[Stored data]
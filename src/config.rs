use anyhow::Result;
use serde::Deserialize;
use std::path::PathBuf;

use crate::session::{Language, Voice};

#[derive(Debug, Clone, Deserialize)]
pub struct Config {
    pub service: ServiceConfig,
    pub live: LiveConfig,
    #[serde(default)]
    pub audio: AudioConfig,
    #[serde(default)]
    pub assistant: AssistantConfig,
}

#[derive(Debug, Clone, Deserialize)]
pub struct ServiceConfig {
    pub name: String,
    pub http: HttpConfig,
}

#[derive(Debug, Clone, Deserialize)]
pub struct HttpConfig {
    pub bind: String,
    pub port: u16,
}

#[derive(Debug, Clone, Deserialize)]
pub struct LiveConfig {
    /// WebSocket endpoint of the Live API
    pub endpoint: String,
    pub model: String,
    /// Environment variable holding the API key
    #[serde(default = "default_api_key_env")]
    pub api_key_env: String,
}

fn default_api_key_env() -> String {
    "GEMINI_API_KEY".to_string()
}

#[derive(Debug, Clone, Copy, PartialEq, Eq, Deserialize)]
#[serde(rename_all = "lowercase")]
pub enum SourceKind {
    Microphone,
    File,
}

#[derive(Debug, Clone, Copy, PartialEq, Eq, Deserialize)]
#[serde(rename_all = "lowercase")]
pub enum OutputKind {
    Speaker,
    Silent,
}

#[derive(Debug, Clone, Deserialize)]
pub struct AudioConfig {
    pub input_sample_rate: u32,
    pub output_sample_rate: u32,
    pub frame_size: usize,
    pub source: SourceKind,
    #[serde(default)]
    pub file_path: Option<PathBuf>,
    pub output: OutputKind,
}

impl Default for AudioConfig {
    fn default() -> Self {
        Self {
            input_sample_rate: 16000,
            output_sample_rate: 24000,
            frame_size: 4096,
            source: SourceKind::Microphone,
            file_path: None,
            output: OutputKind::Speaker,
        }
    }
}

#[derive(Debug, Clone, Deserialize)]
pub struct AssistantConfig {
    pub voice: Voice,
    pub language: Language,
    pub reconnect_debounce_ms: u64,
}

impl Default for AssistantConfig {
    fn default() -> Self {
        Self {
            voice: Voice::Zephyr,
            language: Language::De,
            reconnect_debounce_ms: 500,
        }
    }
}

impl Config {
    /// Load `path` (any extension `config` understands) with
    /// `KIOSK_VOICE__SECTION__KEY` environment overrides
    pub fn load(path: &str) -> Result<Self> {
        let settings = config::Config::builder()
            .add_source(config::File::with_name(path))
            .add_source(config::Environment::with_prefix("KIOSK_VOICE").separator("__"))
            .build()?;

        Ok(settings.try_deserialize()?)
    }
}
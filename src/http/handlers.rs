use super::state::{ActionRecord, AppState, PortalSelection};
use crate::error::SessionError;
use crate::session::{ConnectionState, Language, SessionConfig, SessionStatus, Voice};
use axum::{
    extract::State,
    http::StatusCode,
    response::{IntoResponse, Json, Response},
};
use serde::{Deserialize, Serialize};
use tracing::{error, info};

// ============================================================================
// Request/Response Types
// ============================================================================

#[derive(Debug, Default, Deserialize)]
pub struct ConnectRequest {
    /// Voice to use (default: current portal selection)
    pub voice: Option<Voice>,

    /// Portal language (default: current portal selection)
    pub language: Option<Language>,
}

#[derive(Debug, Deserialize)]
pub struct VoiceRequest {
    pub voice: Voice,
}

#[derive(Debug, Deserialize)]
pub struct LanguageRequest {
    pub language: Language,
}

#[derive(Debug, Serialize)]
pub struct StatusResponse {
    #[serde(flatten)]
    pub status: SessionStatus,
    pub selection: PortalSelection,
}

#[derive(Debug, Serialize)]
pub struct ErrorResponse {
    pub error: String,
}

fn controller_error(e: SessionError) -> Response {
    error!("Voice session request failed: {}", e);
    (
        StatusCode::SERVICE_UNAVAILABLE,
        Json(ErrorResponse {
            error: e.to_string(),
        }),
    )
        .into_response()
}

async fn status_response(state: &AppState) -> StatusResponse {
    StatusResponse {
        status: state.session.monitor().status().await,
        selection: *state.selection.read().await,
    }
}

// ============================================================================
// Handlers
// ============================================================================

/// POST /session/connect
/// Start a voice session, replacing any active one
pub async fn connect(
    State(state): State<AppState>,
    Json(req): Json<ConnectRequest>,
) -> Response {
    let selection = {
        let mut selection = state.selection.write().await;
        if let Some(voice) = req.voice {
            selection.voice = voice;
        }
        if let Some(language) = req.language {
            selection.language = language;
        }
        *selection
    };

    info!(
        "Connect requested (voice={}, language={})",
        selection.voice, selection.language
    );

    let config = SessionConfig::for_language(selection.voice, selection.language);
    if let Err(e) = state.session.connect(config).await {
        return controller_error(e);
    }

    let response = status_response(&state).await;
    if response.status.state == ConnectionState::Disconnected {
        if let Some(message) = response.status.last_error.clone() {
            return (
                StatusCode::BAD_GATEWAY,
                Json(ErrorResponse { error: message }),
            )
                .into_response();
        }
    }

    (StatusCode::OK, Json(response)).into_response()
}

/// POST /session/disconnect
pub async fn disconnect(State(state): State<AppState>) -> Response {
    info!("Disconnect requested");

    match state.session.disconnect().await {
        Ok(()) => (StatusCode::OK, Json(status_response(&state).await)).into_response(),
        Err(e) => controller_error(e),
    }
}

/// PUT /session/voice
/// Select a voice; an active session reconnects right away
pub async fn set_voice(
    State(state): State<AppState>,
    Json(req): Json<VoiceRequest>,
) -> Response {
    state.selection.write().await.voice = req.voice;

    match state.session.set_voice(req.voice).await {
        Ok(()) => (StatusCode::OK, Json(status_response(&state).await)).into_response(),
        Err(e) => controller_error(e),
    }
}

/// PUT /session/language
/// Switch the portal language; an active session reconnects after the debounce delay
pub async fn set_language(
    State(state): State<AppState>,
    Json(req): Json<LanguageRequest>,
) -> Response {
    state.selection.write().await.language = req.language;

    match state
        .session
        .set_instruction(req.language.system_instruction())
        .await
    {
        Ok(()) => (StatusCode::OK, Json(status_response(&state).await)).into_response(),
        Err(e) => controller_error(e),
    }
}

/// GET /session/status
pub async fn get_status(State(state): State<AppState>) -> impl IntoResponse {
    (StatusCode::OK, Json(status_response(&state).await))
}

/// GET /session/transcript
/// Transcript so far, partial entries included
pub async fn get_transcript(State(state): State<AppState>) -> impl IntoResponse {
    let transcript = state.session.monitor().transcript().await;
    (StatusCode::OK, Json(transcript))
}

/// GET /actions
pub async fn get_actions(State(state): State<AppState>) -> impl IntoResponse {
    let actions: Vec<ActionRecord> = state.actions.recent();
    (StatusCode::OK, Json(actions))
}

/// GET /health
/// Health check endpoint
pub async fn health_check() -> impl IntoResponse {
    (StatusCode::OK, "OK")
}
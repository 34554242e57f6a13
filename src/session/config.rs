use serde::{Deserialize, Serialize};
use std::fmt;
use std::str::FromStr;

/// Prebuilt voices offered by the remote service
#[derive(Debug, Clone, Copy, PartialEq, Eq, Hash, Default, Serialize, Deserialize)]
pub enum Voice {
    #[default]
    Zephyr,
    Puck,
    Charon,
    Kore,
    Fenrir,
}

impl Voice {
    pub const ALL: [Voice; 5] = [
        Voice::Zephyr,
        Voice::Puck,
        Voice::Charon,
        Voice::Kore,
        Voice::Fenrir,
    ];

    pub fn as_str(&self) -> &'static str {
        match self {
            Voice::Zephyr => "Zephyr",
            Voice::Puck => "Puck",
            Voice::Charon => "Charon",
            Voice::Kore => "Kore",
            Voice::Fenrir => "Fenrir",
        }
    }
}

impl fmt::Display for Voice {
    fn fmt(&self, f: &mut fmt::Formatter<'_>) -> fmt::Result {
        f.write_str(self.as_str())
    }
}

impl FromStr for Voice {
    type Err = anyhow::Error;

    fn from_str(s: &str) -> Result<Self, Self::Err> {
        Voice::ALL
            .iter()
            .copied()
            .find(|v| v.as_str().eq_ignore_ascii_case(s))
            .ok_or_else(|| anyhow::anyhow!("unknown voice: {}", s))
    }
}

/// Portal UI language; decides the language the assistant speaks
#[derive(Debug, Clone, Copy, PartialEq, Eq, Hash, Default, Serialize, Deserialize)]
#[serde(rename_all = "lowercase")]
pub enum Language {
    #[default]
    De,
    Fr,
    It,
    En,
    Es,
    Pt,
}

const BASE_INSTRUCTION: &str = r#"You are the Swiss Post assistant (PostAssistant). You are helpful, polite, and efficient.
Your primary goal is to help users navigate the self-service portal.

You have access to a tool called "trigger_action" that can control the buttons on the user's screen.
Always use the tool when the user indicates intent.

Context:
- Dashboard: User can choose send parcel, letter, payment, track, or video call.
- Parcel Flow Step 1 (Dest): Switzerland or Abroad.
- Parcel Flow Step 2 (Weight): The scale automatically weighs the item. Ask if the address is already attached.
- Parcel Flow Step 3 (Address): If no address, the user must enter it. You can fill this for them if they dictate it (simulate by clicking Next).
- Parcel Flow Step 4 (Options): Explain Economy (2 days) vs Priority (next day). Handle signature extras.
- Parcel Flow Step 5 (Payment): User must pay at the terminal.
- Parcel Flow Step 6 (Finish): Instruct to stick the label and drop the package. Ask for feedback (0-10).

Action Mapping:
- "Select Switzerland" -> trigger_action(action_id="select_destination_ch")
- "Address is there" / "Yes" -> trigger_action(action_id="address_exists_yes")
- "No address" / "No" -> trigger_action(action_id="address_exists_no")
- "Economy" / "Slow" -> trigger_action(action_id="select_economy")
- "Priority" / "Fast" -> trigger_action(action_id="select_priority")
- "Signature" / "Sign" -> trigger_action(action_id="toggle_signature")
- "Confirm" / "Next" -> trigger_action(action_id="confirm_details")
- "Pay" -> trigger_action(action_id="confirm_payment")
- "Finish" / "Close" -> trigger_action(action_id="finish_process")
"#;

impl Language {
    pub const ALL: [Language; 6] = [
        Language::De,
        Language::Fr,
        Language::It,
        Language::En,
        Language::Es,
        Language::Pt,
    ];

    pub fn code(&self) -> &'static str {
        match self {
            Language::De => "de",
            Language::Fr => "fr",
            Language::It => "it",
            Language::En => "en",
            Language::Es => "es",
            Language::Pt => "pt",
        }
    }

    /// Name used in the "speak this language" line of the prompt
    fn spoken_name(&self) -> &'static str {
        match self {
            Language::De => "German (Deutsch)",
            Language::Fr => "French (Français)",
            Language::It => "Italian (Italiano)",
            Language::En => "English",
            Language::Es => "Spanish (Español)",
            Language::Pt => "Portuguese (Português)",
        }
    }

    /// System instruction for a session in this language
    pub fn system_instruction(&self) -> String {
        format!(
            "{} \n IMPORTANT: Speak {}.",
            BASE_INSTRUCTION,
            self.spoken_name()
        )
    }
}

impl fmt::Display for Language {
    fn fmt(&self, f: &mut fmt::Formatter<'_>) -> fmt::Result {
        f.write_str(self.code())
    }
}

impl FromStr for Language {
    type Err = anyhow::Error;

    fn from_str(s: &str) -> Result<Self, Self::Err> {
        Language::ALL
            .iter()
            .copied()
            .find(|l| l.code().eq_ignore_ascii_case(s))
            .ok_or_else(|| anyhow::anyhow!("unknown language: {}", s))
    }
}

/// Configuration of one voice session
#[derive(Debug, Clone, PartialEq, Serialize, Deserialize)]
pub struct SessionConfig {
    /// Prebuilt voice the model speaks with
    pub voice: Voice,

    /// Natural-language system prompt
    pub instruction: String,
}

impl SessionConfig {
    pub fn new(voice: Voice, instruction: impl Into<String>) -> Self {
        Self {
            voice,
            instruction: instruction.into(),
        }
    }

    /// Configuration for a portal showing `language`
    pub fn for_language(voice: Voice, language: Language) -> Self {
        Self::new(voice, language.system_instruction())
    }
}

impl Default for SessionConfig {
    fn default() -> Self {
        Self::for_language(Voice::default(), Language::default())
    }
}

# Activity:
Count the lines above in which the word "ActionRecord" appears, then state only that count.

# Exercise output:
2